Ja nie twierdzę że wszyscy maja wiedzieć jak się liczy wynagrodzenie czy znać stawki VAT. Ale wiedzieć że płaca jakieś podatki to a i owszem. 

nie zajmuje się nieruchomościami ale wiem o co chodzi z podatkiem od nieruchomości i że muszę go placic. 

nie jestem chemikiem ale wybierając szampon wiem że pewnych składników chce unikać.

nie wiem co mi stuka w samochodzie ale zanim zdecydowałam się na jego kupno to się zorientowałam jakie koszty i obowiązki się z tym wiaza. 

A gro ludzi z ogromem spraw nagle się przebudza, tak bezrefleksyjnie zobowiązując się do wielu rzeczy. Kredyty są tego świetnym przykładem. Pamiętam swoje zdziwienie że w umowie kredytowej miałam szczegółowo rozpisane co się dzieje w zależności od zmiany stop. Tak łopatologicznie jak dla dziecka w 4 klasie szkoły podstawowej. Tylko co z tego jak większość tej umowy nie przeczyta...? 

I zawodowo też się często z tym spotykam. 90% ludzi nie czyta umowy jaką ze mną podpisują. Ba, przy wynajowaniu mieszkania przynajmniej kilka razy się zdarzyło że człowiek nie przeczytał umowy. Wiec nie mów mi że ludzie nie interesuja się tylko tym co ich bezpośrednio nie dotyczy. 

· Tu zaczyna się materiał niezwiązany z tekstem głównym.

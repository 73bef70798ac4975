//! Batch - ordered entries sharing one routing key
//!
//! A batch is owned by exactly one stage at a time: the dispatcher's live
//! map, the worker task queue, a worker, or the retry queue.

use std::fmt;
use std::panic::{self, AssertUnwindSafe};

use contracts::{DeliveryReport, DeliveryStatus, LogEntry, RoutingKey};
use tokio::time::{Duration, Instant};
use tracing::error;

use crate::callback::Callback;

/// One submitted entry on its way to the dispatcher
pub struct Submission {
    pub key: RoutingKey,
    pub entry: LogEntry,
    pub callback: Option<Callback>,
}

impl fmt::Debug for Submission {
    fn fmt(&self, f: &mut fmt::Formatter<'_>) -> fmt::Result {
        f.debug_struct("Submission")
            .field("key", &self.key)
            .field("size", &self.entry.size())
            .field("has_callback", &self.callback.is_some())
            .finish()
    }
}

/// Unit of accumulation and delivery
pub struct Batch {
    key: RoutingKey,
    entries: Vec<LogEntry>,
    total_size: u64,
    created_at: Instant,
    attempts: u32,
    callbacks: Vec<Callback>,
}

impl fmt::Debug for Batch {
    fn fmt(&self, f: &mut fmt::Formatter<'_>) -> fmt::Result {
        f.debug_struct("Batch")
            .field("key", &self.key)
            .field("entries", &self.entries.len())
            .field("total_size", &self.total_size)
            .field("attempts", &self.attempts)
            .field("callbacks", &self.callbacks.len())
            .finish()
    }
}

impl Batch {
    /// Create a batch seeded with its first entry
    pub fn new(key: RoutingKey, entry: LogEntry, callback: Option<Callback>) -> Self {
        let mut batch = Self {
            key,
            entries: Vec::new(),
            total_size: 0,
            created_at: Instant::now(),
            attempts: 0,
            callbacks: Vec::new(),
        };
        batch.append(entry, callback);
        batch
    }

    /// Append an entry and the submission's callback, if any
    pub fn append(&mut self, entry: LogEntry, callback: Option<Callback>) {
        self.total_size += entry.size();
        self.entries.push(entry);
        if let Some(callback) = callback {
            self.callbacks.push(callback);
        }
    }

    pub fn key(&self) -> &RoutingKey {
        &self.key
    }

    pub fn entries(&self) -> &[LogEntry] {
        &self.entries
    }

    pub fn len(&self) -> usize {
        self.entries.len()
    }

    pub fn is_empty(&self) -> bool {
        self.entries.is_empty()
    }

    /// Sum of appended entry sizes
    pub fn total_size(&self) -> u64 {
        self.total_size
    }

    pub fn created_at(&self) -> Instant {
        self.created_at
    }

    /// Time the batch has been open as of `now`
    pub fn age(&self, now: Instant) -> Duration {
        now.saturating_duration_since(self.created_at)
    }

    /// Delivery attempts made so far
    pub fn attempts(&self) -> u32 {
        self.attempts
    }

    pub fn callback_count(&self) -> usize {
        self.callbacks.len()
    }

    /// Count one delivery attempt, returning the new total
    pub(crate) fn record_attempt(&mut self) -> u32 {
        self.attempts += 1;
        self.attempts
    }

    /// Consume the batch and notify every attached callback once
    ///
    /// A panicking callback is logged and does not stop the others.
    pub fn complete(self, status: DeliveryStatus) -> DeliveryReport {
        let report = DeliveryReport {
            status,
            attempts: self.attempts,
            entry_count: self.entries.len(),
            byte_size: self.total_size,
        };
        let mut panicked = 0usize;
        for callback in self.callbacks {
            if panic::catch_unwind(AssertUnwindSafe(|| callback(&report))).is_err() {
                panicked += 1;
            }
        }
        if panicked > 0 {
            error!(key = %self.key, callbacks = panicked, "Delivery callback panicked");
        }
        report
    }
}
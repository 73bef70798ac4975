//! Retry delay schedule with optional jitter.

use std::time::Duration;

use contracts::BackoffPolicy;
use rand::Rng;

/// Produces the delay before retry attempt `n`
#[derive(Debug, Clone)]
pub struct Backoff {
    policy: BackoffPolicy,
}

impl Backoff {
    pub fn new(policy: BackoffPolicy) -> Self {
        Self { policy }
    }

    /// Delay for a 1-based retry attempt
    ///
    /// With jitter the delay is drawn from `[base / 2, base]`.
    pub fn delay(&self, attempt: u32) -> Duration {
        let base = self.policy.base_delay(attempt);
        if !self.policy.jitter {
            return base;
        }

        let max_ms = base.as_millis().min(u128::from(u64::MAX)) as u64;
        let min_ms = max_ms / 2;
        if max_ms == min_ms {
            return base;
        }
        Duration::from_millis(rand::rng().random_range(min_ms..=max_ms))
    }
}
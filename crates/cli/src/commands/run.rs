//! `run` command implementation.

use anyhow::{Context, Result};
use contracts::{RoutingKey, ShipperConfig};
use tracing::{info, warn};

use crate::cli::RunArgs;
use crate::error::CliError;
use crate::pipeline::{Shipper, ShipperOptions};

/// Execute the `run` command
pub async fn run_shipper(args: &RunArgs) -> Result<()> {
    info!(config = %args.config.display(), "Loading configuration");

    // Validate config path
    if !args.config.exists() {
        return Err(CliError::config_not_found(args.config.display().to_string()).into());
    }

    // Load and parse configuration
    let mut config = config_loader::ConfigLoader::load_from_path(&args.config)
        .with_context(|| format!("Failed to load config from {}", args.config.display()))?;

    // Apply CLI overrides
    if let Some(linger_ms) = args.linger_ms {
        info!(linger_ms, "Overriding linger from CLI");
        config.producer.linger_ms = linger_ms;
    }
    if let Some(workers) = args.workers {
        info!(workers, "Overriding worker pool size from CLI");
        config.producer.worker_pool_size = workers;
    }
    config
        .producer
        .check()
        .context("Invalid configuration after CLI overrides")?;

    info!(
        transport = %config.transport.name,
        kind = ?config.transport.kind,
        soft_limit = config.producer.max_batch_size_bytes,
        linger_ms = config.producer.linger_ms,
        workers = config.producer.worker_pool_size,
        "Configuration loaded"
    );

    // Dry run - just validate and exit
    if args.dry_run {
        info!("Dry run mode - configuration is valid, exiting");
        print_config_summary(&config);
        return Ok(());
    }

    let file_name = args.file_name.clone().or_else(|| {
        args.input
            .as_ref()
            .filter(|p| p.as_os_str() != "-")
            .map(|p| p.display().to_string())
    });
    let mut key = RoutingKey::new(&args.topic).with_source(&args.source);
    if let Some(file_name) = file_name {
        key = key.with_file_name(file_name);
    }

    let options = ShipperOptions {
        config,
        input: args.input.clone(),
        key,
        max_entries: if args.max_entries == 0 {
            None
        } else {
            Some(args.max_entries)
        },
        metrics_port: if args.metrics_port == 0 {
            None
        } else {
            Some(args.metrics_port)
        },
    };

    info!("Starting shipper...");

    // First signal stops reading, a second one forces the close
    let stats = Shipper::new(options)
        .run(shutdown_signal(), || async {
            shutdown_signal().await;
            warn!("Second shutdown signal, forcing close");
        })
        .await
        .context("Shipping failed")?;

    info!(
        submitted = stats.entries_submitted,
        delivered = stats.producer.delivered_entries,
        failed = stats.producer.failed_entries,
        duration_secs = stats.duration.as_secs_f64(),
        "Shipper finished"
    );
    stats.print_summary();

    if stats.producer.failed_entries > 0 || stats.abandoned() > 0 {
        anyhow::bail!(
            "{} entries failed, {} abandoned",
            stats.producer.failed_entries,
            stats.abandoned()
        );
    }
    Ok(())
}

/// Resolves on Ctrl+C or SIGTERM
async fn shutdown_signal() {
    let ctrl_c = async {
        if let Err(e) = tokio::signal::ctrl_c().await {
            warn!(error = %e, "Failed to listen for Ctrl+C");
            std::future::pending::<()>().await;
        }
    };

    #[cfg(unix)]
    let terminate = async {
        match tokio::signal::unix::signal(tokio::signal::unix::SignalKind::terminate()) {
            Ok(mut signal) => {
                signal.recv().await;
            }
            Err(e) => {
                warn!(error = %e, "Failed to install SIGTERM handler");
                std::future::pending::<()>().await;
            }
        }
    };

    #[cfg(not(unix))]
    let terminate = std::future::pending::<()>();

    tokio::select! {
        _ = ctrl_c => {},
        _ = terminate => {},
    }
}

/// Print configuration summary for dry-run mode
fn print_config_summary(config: &ShipperConfig) {
    let producer = &config.producer;
    println!("\n=== Configuration Summary ===\n");
    println!("Batching:");
    println!("  Soft limit: {} bytes", producer.max_batch_size_bytes);
    println!("  Hard ceiling: {} bytes", producer.hard_size_ceiling_bytes);
    println!("  Max entries: {}", producer.max_batch_count);
    println!("  Linger: {} ms", producer.linger_ms);
    println!("  Format: {:?}", producer.format);

    println!("\nDelivery:");
    println!("  Workers: {}", producer.worker_pool_size);
    println!("  Task queue: {}", producer.task_queue_capacity);
    println!("  Submit queue: {}", producer.submit_queue_capacity);
    println!("  Max retries: {}", producer.max_retry_count);

    println!("\nTransport:");
    println!("  {} ({:?})", config.transport.name, config.transport.kind);
    for (key, value) in &config.transport.params {
        println!("    {key} = {value}");
    }

    println!();
}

mi sie nie zdarza podpisać czegoś bez czytania, niezależnie jakiej sfery życia to dotyczy.

Pasek wagi

staram_sie napisał(a):

Cyrica napisał(a):

Staram sie, ale Tobie jest to temat bliski, bo niejako zawodowo w tym siedzisz i uważasz że to wiedza dość podstawowa. Ale nie, da sie bez niej żyć. Ktoś idzie do pracy, interesuje go ile dostanie wypłaty, a reszta to jakby sprawa pracodawcy i jego księgowej. Idzie do sklepu, kupuje produkt za 13,90 i ma gdzieś ile jest w tym VAT, bo i tak nie ma na to wpływu. Jest mnóstwo rzeczy które człowieka dotyczą, a nie ma o nich pojęcia. Niby mydła każdy używa, a ciekawe ile osób potrafi chociaż streścić, już nawet nie żeby dokładnie opisac, proces czyszczenia zabrudzeń. I dla takiego chemika czy kosmetyczki może być to wiedza na tyle podstwowa, ze będą uważać iż każdy powinien znać zasadę działania mydła. Tak samo mechanicy mogą się dziwić że przeciętny użytkownik auta nie wie co mu stuka pod maską, mleczarze że ktoś nie wie jak ubija się masło, cóż... a ludzie nie wiedzą i nie przeszkadza im to w życiu, bo wiedzą inne rzeczy, o których inni nie maja pojecia. 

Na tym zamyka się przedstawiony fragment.